Em 2006, a descoberta do esqueleto de uma mulher com um tijolo introduzido na boca, perto de Veneza, Itália, veio dar gás à hipótese alimentada pelo folclore medieval de que os vampiros comiam as suas mortalhas para se escaparem para o reino dos vivos. O corpo da mulher, datado do século XVI, estava num cemitério onde tinham sido enterradas vítimas de peste negra.
Várias descobertas nas últimas décadas atestam outras formas de prevenir ataques de vampiros. Em 1994, um corpo exumado numa escavação arqueológica na ilha de Lesbos, Grécia, revelava que o cadáver tinha sido pregado ao caixão com pesadas estacas de ferro através do pescoço, da pélvis e dos tornozelos. Em 1991, na Eslováquia, um outro esqueleto, encontrado numa escavação numa igreja, mostrava que o corpo tinha sido cortado em duas partes, torso e pernas, e que, além das grades de ferro que reforçavam o caixão, foram colocadas pedras por cima das pernas. Pela mesma altura, seriam ainda postas a descoberto na agora República Checa 14 sepulturas cujos corpos haviam sido trespassados com estacas de metal e sobre os quais estavam igualmente pedras pesadas.
Embora a maior parte destas ossadas esteja datada entre os século XI e XVI, a explicação para o fenómeno da fobia aos vampiros, principalmente na Europa de Leste, prende-se com a cristianização destes territórios ocorrida entre os séculos XI e XII. Bruxas, espíritos malignos, entre outros seres que representariam a antítese de Cristo e que serviam igualmente como bodes expiatórios para as epidemias que atacavam as comunidades, eram assim alvo de suspeita, sendo muitos executados e outros "agarrados às sepulturas", após a morte.
O Ocidente só ficaria a conhecer as histórias dos vampiros da Europa de Leste após a anexação destes territórios pelo império austríaco, no século XVIII. O Iluminismo e a fixação no papel das tradições orais trariam a ideia da existência de vampiros aos ocidentais.
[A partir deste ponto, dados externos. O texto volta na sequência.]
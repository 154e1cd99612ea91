//! Aurora - Telegram AI assistant.
//!
//! Chat, image generation and analysis, voice answers, reminders and a
//! calculator, metered by per-plan daily quotas.
//!
//! ## Architecture
//!
//! - `config` - Environment configuration
//! - `database` - Storage traits with MongoDB and in-memory backends
//! - `cache` - Moka-backed caches for the MongoDB repositories
//! - `limits` - Rate limiter, usage counter, plans and the quota gate
//! - `ai` - AI provider trait and the OpenAI client
//! - `events` - The assistant pipeline and its Telegram handlers
//! - `plugins` - Command handlers
//! - `bot` - Dispatcher, runtime and the reminder scheduler
//! - `utils` - Reminder parser, calculator, text helpers

mod ai;
mod bot;
mod cache;
mod config;
mod database;
mod error;
mod events;
mod i18n;
mod limits;
mod plugins;
mod utils;

use std::sync::Arc;

use teloxide::adaptors::throttle::Limits;
use teloxide::prelude::*;
use tracing::info;
use tracing_subscriber::EnvFilter;

use ai::{AiProvider, OpenAiClient};
use bot::{AppState, ReminderScheduler};
use cache::CacheRegistry;
use config::{Config, StorageBackend};
use database::{
    Database, HistoryRepository, HistoryStore, MemoryStore, ReminderRepository, ReminderStore, UserRepository,
    UserStore,
};
use error::ConfigError;
use events::Assistant;
use events::assistant::AssistantSettings;
use limits::RateLimiter;

#[cfg(not(target_env = "msvc"))]
#[global_allocator]
static GLOBAL: tikv_jemallocator::Jemalloc = tikv_jemallocator::Jemalloc;

struct Stores {
    users: Arc<dyn UserStore>,
    reminders: Arc<dyn ReminderStore>,
    history: Arc<dyn HistoryStore>,
}

async fn open_stores(config: &Config) -> anyhow::Result<Stores> {
    match config.storage {
        StorageBackend::Mongo => {
            let uri = config
                .mongodb_uri
                .as_deref()
                .ok_or(ConfigError::Missing("MONGODB_URI"))?;
            info!("Connecting to MongoDB...");
            let db = Database::connect(uri, &config.mongodb_database).await?;
            let cache = CacheRegistry::new();
            info!("Database connected");

            Ok(Stores {
                users: Arc::new(UserRepository::new(&db, &cache)),
                reminders: Arc::new(ReminderRepository::new(&db)),
                history: Arc::new(HistoryRepository::new(&db)),
            })
        }
        StorageBackend::Memory => {
            info!("Using in-memory storage, nothing survives a restart");
            let store = Arc::new(MemoryStore::new());
            Ok(Stores {
                users: store.clone(),
                reminders: store.clone(),
                history: store,
            })
        }
    }
}

#[tokio::main]
async fn main() -> anyhow::Result<()> {
    // Load .env first so RUST_LOG from it applies
    dotenvy::dotenv().ok();

    let filter = EnvFilter::try_from_default_env()
        .unwrap_or_else(|_| EnvFilter::new("aurora=info,teloxide=warn"));

    tracing_subscriber::fmt()
        .with_env_filter(filter)
        .init();

    info!("Starting Aurora bot...");

    let config = Config::from_env()?;
    info!("Configuration loaded successfully");
    info!("Bot mode: {:?}, storage: {:?}", config.bot_mode, config.storage);

    let stores = open_stores(&config).await?;

    let ai: Arc<dyn AiProvider> = Arc::new(OpenAiClient::new(config.openai.clone())?);
    info!("AI provider ready (model {})", config.openai.chat_model);

    // Throttle keeps us inside Telegram's own flood limits
    let bot = Bot::new(&config.bot_token).throttle(Limits::default());

    let me = bot.get_me().await?;
    let bot_username = config
        .bot_username
        .clone()
        .unwrap_or_else(|| me.username().to_string());
    info!("Using bot username: @{}", bot_username);

    if config.owner_ids.is_empty() {
        info!("No owner IDs configured (OWNER_IDS is empty)");
    } else {
        info!("Bot owners: {:?}", config.owner_ids);
    }

    let limiter = RateLimiter::new(config.rate_limit_max_calls, config.rate_limit_window);
    let assistant = Assistant::new(
        ai,
        stores.users.clone(),
        stores.reminders.clone(),
        stores.history.clone(),
        limiter.clone(),
        config.plans,
        AssistantSettings {
            max_history: config.max_history_messages,
            timezone: config.timezone,
            tts_voice: config.openai.tts_voice.clone(),
        },
    );

    let scheduler = ReminderScheduler::new(
        stores.reminders.clone(),
        stores.users.clone(),
        Arc::new(bot.clone()),
        limiter,
        config.reminder_sweep_interval,
    );
    tokio::spawn(scheduler.run());

    let state = AppState::new(
        assistant,
        stores.users.clone(),
        stores.reminders,
        stores.history,
        config.owner_ids.clone(),
    );
    let dispatcher = bot::build_dispatcher(bot.clone(), state);

    bot::run(&config, bot, dispatcher, stores.users).await
}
No último século, os vampiros têm sido presença constante no imaginário ocidental, de que são exemplos famosos o livro Drácula (1897), de Bram Stoker, e o filme Nosferatu (1922), de F. W. Murnau, cuja rodagem na Eslováquia é por sua vez revisitada em 2000, no filme A Sombra do Vampiro. Mais recentemente, a saga Twilight e a série televisiva True Blood conheceram grande sucesso mundial.
O próprio Voltaire, imbuído de curiosidade, refere o tema dos vampiros no seuDictionnaire Philosofique, de 1769, descrevendo os supostos mortos-vivos e os locais onde foram avistados. Mas, à luz da razão setecentista, o filósofo rematava: "Não sou um profundo conhecedor de teologia para expressar a minha opinião sobre este assunto. Mas, como em todos os assuntos duvidosos, é preciso tomar o caminho mais fácil." Como quem diz que o melhor é não desafiar o mundo sobrenatural.